= REQUIREMENT =
Please print exactly the lines running from the one that contains "let batch = compute_billing(Vec::<RawRecord>::new());" to the end of the data, with both lines included.

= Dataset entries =
use crate::error::RowError;
use crate::types::{BillingRecord, Batch, MonetaryAmount, OwnerId, RawRecord, ReservationRecord};
use crate::utils::{parse_amount, parse_count, parse_date};

pub const RESERVATION_FIELDS: [&str; 10] = [
    "ID_RESERVA",
    "ID_PROPRIEDADE",
    "ID_LOCADOR",
    "ID_LOCATARIO",
    "DATA_RESERVA",
    "DIAS_HOSPEDAGEM",
    "VALOR_DIARIA",
    "DESCONTO",
    "ACRECIMOS",
    "COMISSAO",
];

// Every field is checked for presence before any of them is parsed, so a row
// that is both incomplete and malformed reports the missing field.
fn parse_reservation(raw: &RawRecord) -> Result<ReservationRecord, RowError> {
    raw.require(&RESERVATION_FIELDS)?;

    let reservation_date = raw.get("DATA_RESERVA")?;
    parse_date("DATA_RESERVA", reservation_date)?;
    let stay_days = raw.get("DIAS_HOSPEDAGEM")?;

    Ok(ReservationRecord {
        reservation_id: raw.get("ID_RESERVA")?.to_string(),
        property_id: raw.get("ID_PROPRIEDADE")?.to_string(),
        owner_id: OwnerId::new(raw.get("ID_LOCADOR")?),
        tenant_id: raw.get("ID_LOCATARIO")?.to_string(),
        reservation_date: reservation_date.to_string(),
        stay_days_text: stay_days.to_string(),
        stay_days: parse_count("DIAS_HOSPEDAGEM", stay_days)?,
        daily_rate: parse_amount("VALOR_DIARIA", raw.get("VALOR_DIARIA")?)?,
        discount: parse_amount("DESCONTO", raw.get("DESCONTO")?)?,
        surcharge: parse_amount("ACRECIMOS", raw.get("ACRECIMOS")?)?,
        commission_rate: parse_amount("COMISSAO", raw.get("COMISSAO")?)?,
    })
}

/// total = stay_days * daily_rate + surcharge - discount
/// commission = total * commission_rate
///
/// No rounding is applied; the decimal scale is whatever the arithmetic yields.
fn bill_reservation(reservation: ReservationRecord) -> Result<BillingRecord, RowError> {
    let total_amount = MonetaryAmount::from(reservation.stay_days)
        .checked_mul(reservation.daily_rate)
        .and_then(|t| t.checked_add(reservation.surcharge))
        .and_then(|t| t.checked_sub(reservation.discount))
        .ok_or(RowError::ArithmeticOverflow("VALOR_TOTAL"))?;

    let commission_amount = total_amount
        .checked_mul(reservation.commission_rate)
        .ok_or(RowError::ArithmeticOverflow("VALOR_COMISSAO"))?;

    Ok(BillingRecord {
        reservation_id: reservation.reservation_id,
        property_id: reservation.property_id,
        owner_id: reservation.owner_id,
        tenant_id: reservation.tenant_id,
        reservation_date: reservation.reservation_date,
        stay_days: reservation.stay_days_text,
        total_amount,
        commission_amount,
    })
}

// public interface
pub fn compute_billing<I>(records: I) -> Batch<BillingRecord>
where
    I: IntoIterator<Item = RawRecord>,
{
    records.into_iter().fold(Batch::default(), |mut batch, raw| {
        match parse_reservation(&raw).and_then(bill_reservation) {
            Ok(record) => batch.accept(record),
            Err(e) => batch.reject(&raw, e),
        }
        batch
    })
}

#[cfg(test)]
mod tests {
    use std::str::FromStr;

    use rust_decimal::Decimal;

    use super::compute_billing;
    use crate::error::RowError;
    use crate::types::{MonetaryAmount, OwnerId, RawRecord};

    fn amount(text: &str) -> MonetaryAmount {
        MonetaryAmount::new(Decimal::from_str(text).unwrap())
    }

    fn reservation(line: u64, overrides: &[(&'static str, &'static str)]) -> RawRecord {
        let mut fields = vec![
            ("ID_RESERVA", "1"),
            ("ID_PROPRIEDADE", "P1"),
            ("ID_LOCADOR", "L1"),
            ("ID_LOCATARIO", "T1"),
            ("DATA_RESERVA", "2024-03-10"),
            ("DIAS_HOSPEDAGEM", "3"),
            ("VALOR_DIARIA", "100.0"),
            ("DESCONTO", "10.0"),
            ("ACRECIMOS", "5.0"),
            ("COMISSAO", "0.1"),
        ];
        for (key, value) in overrides {
            match fields.iter_mut().find(|(k, _)| k == key) {
                Some(field) => field.1 = *value,
                None => fields.push((*key, *value)),
            }
        }
        RawRecord::from_pairs(line, fields)
    }

    fn without(line: u64, missing: &str) -> RawRecord {
        let full = reservation(line, &[]);
        let pairs: Vec<(&str, &str)> = super::RESERVATION_FIELDS
            .iter()
            .filter(|f| **f != missing)
            .map(|f| (*f, full.get(*f).unwrap()))
            .collect();
        RawRecord::from_pairs(line, pairs)
    }

    #[test]
    fn computes_total_and_commission() {
        let batch = compute_billing(vec![reservation(2, &[])]);

        assert!(batch.rejected.is_empty());
        let record = &batch.records[0];
        assert_eq!(record.total_amount, amount("295.0"));
        assert_eq!(record.commission_amount, amount("29.5"));
    }

    #[test]
    fn carries_identifiers_through() {
        let batch = compute_billing(vec![reservation(2, &[("ID_RESERVA", "R-77")])]);
        let record = &batch.records[0];

        assert_eq!(record.reservation_id, "R-77");
        assert_eq!(record.property_id, "P1");
        assert_eq!(record.owner_id, OwnerId::new("L1"));
        assert_eq!(record.tenant_id, "T1");
        assert_eq!(record.reservation_date, "2024-03-10");
        assert_eq!(record.stay_days, "3");
    }

    #[test]
    fn stay_days_text_is_written_back_unchanged() {
        let batch = compute_billing(vec![reservation(2, &[("DIAS_HOSPEDAGEM", " +3 ")])]);
        let record = &batch.records[0];

        assert_eq!(record.stay_days, " +3 ");
        assert_eq!(record.total_amount, amount("295.0"));
    }

    #[test]
    fn zero_night_stay_is_rejected() {
        let batch = compute_billing(vec![reservation(2, &[("DIAS_HOSPEDAGEM", "0")])]);

        assert!(batch.records.is_empty());
        assert_eq!(
            batch.rejected[0].error,
            RowError::InvalidInteger {
                field: "DIAS_HOSPEDAGEM",
                value: "0".to_string()
            }
        );
    }

    #[test]
    fn discount_can_exceed_charges() {
        let batch = compute_billing(vec![reservation(
            2,
            &[("DIAS_HOSPEDAGEM", "1"), ("DESCONTO", "150"), ("ACRECIMOS", "0")],
        )]);
        assert_eq!(batch.records[0].total_amount, amount("-50"));
        assert_eq!(batch.records[0].commission_amount, amount("-5"));
    }

    #[test]
    fn decimal_arithmetic_is_exact() {
        let batch = compute_billing(vec![reservation(
            2,
            &[
                ("DIAS_HOSPEDAGEM", "3"),
                ("VALOR_DIARIA", "0.1"),
                ("DESCONTO", "0"),
                ("ACRECIMOS", "0.2"),
                ("COMISSAO", "0.15"),
            ],
        )]);
        assert_eq!(batch.records[0].total_amount, amount("0.5"));
        assert_eq!(batch.records[0].commission_amount, amount("0.075"));
    }

    #[test]
    fn each_missing_field_rejects_the_row() {
        for field in super::RESERVATION_FIELDS {
            let batch = compute_billing(vec![without(2, field)]);
            assert!(batch.records.is_empty(), "{} should be required", field);
            assert_eq!(batch.rejected[0].error, RowError::MissingField(field));
        }
    }

    #[test]
    fn missing_field_wins_over_malformed_value() {
        let raw = RawRecord::from_pairs(
            2,
            super::RESERVATION_FIELDS
                .iter()
                .filter(|f| **f != "COMISSAO")
                .map(|f| (*f, if *f == "VALOR_DIARIA" { "abc" } else { "1" })),
        );
        let batch = compute_billing(vec![raw]);
        assert_eq!(batch.rejected[0].error, RowError::MissingField("COMISSAO"));
    }

    #[test]
    fn malformed_values_are_rejected_with_their_kind() {
        let batch = compute_billing(vec![
            reservation(2, &[("VALOR_DIARIA", "cem")]),
            reservation(3, &[("DIAS_HOSPEDAGEM", "three")]),
            reservation(4, &[("DATA_RESERVA", "2024-13-01")]),
            reservation(5, &[("COMISSAO", "")]),
        ]);

        assert!(batch.records.is_empty());
        let errors: Vec<RowError> = batch.rejected.into_iter().map(|r| r.error).collect();
        assert_eq!(
            errors,
            vec![
                RowError::InvalidNumber {
                    field: "VALOR_DIARIA",
                    value: "cem".to_string()
                },
                RowError::InvalidInteger {
                    field: "DIAS_HOSPEDAGEM",
                    value: "three".to_string()
                },
                RowError::InvalidDate {
                    field: "DATA_RESERVA",
                    value: "2024-13-01".to_string()
                },
                RowError::InvalidNumber {
                    field: "COMISSAO",
                    value: "".to_string()
                },
            ]
        );
    }

    #[test]
    fn bad_rows_do_not_affect_neighbours() {
        let batch = compute_billing(vec![
            reservation(2, &[("ID_RESERVA", "1")]),
            reservation(3, &[("ID_RESERVA", "2"), ("DESCONTO", "n/a")]),
            reservation(4, &[("ID_RESERVA", "3")]),
        ]);

        let ids: Vec<&str> = batch.records.iter().map(|r| r.reservation_id.as_str()).collect();
        assert_eq!(ids, vec!["1", "3"]);
        assert_eq!(batch.rejected.len(), 1);
        assert_eq!(batch.rejected[0].line, 3);
        assert_eq!(batch.rejected[0].reservation_id.as_deref(), Some("2"));
    }

    #[test]
    fn overflow_rejects_the_row() {
        let batch = compute_billing(vec![reservation(
            2,
            &[
                ("DIAS_HOSPEDAGEM", "4000000000"),
                ("VALOR_DIARIA", "79228162514264337593543950335"),
            ],
        )]);
        assert!(batch.records.is_empty());
        assert_eq!(
            batch.rejected[0].error,
            RowError::ArithmeticOverflow("VALOR_TOTAL")
        );
    }

    #[test]
    fn empty_input_gives_empty_batch() {
        let batch = compute_billing(Vec::<RawRecord>::new());
        assert!(batch.records.is_empty());
        assert!(batch.rejected.is_empty());
    }
}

= OUTPUT FOR THIS TASK =
        let batch = compute_billing(Vec::<RawRecord>::new());
        assert!(batch.records.is_empty());
        assert!(batch.rejected.is_empty());
    }
}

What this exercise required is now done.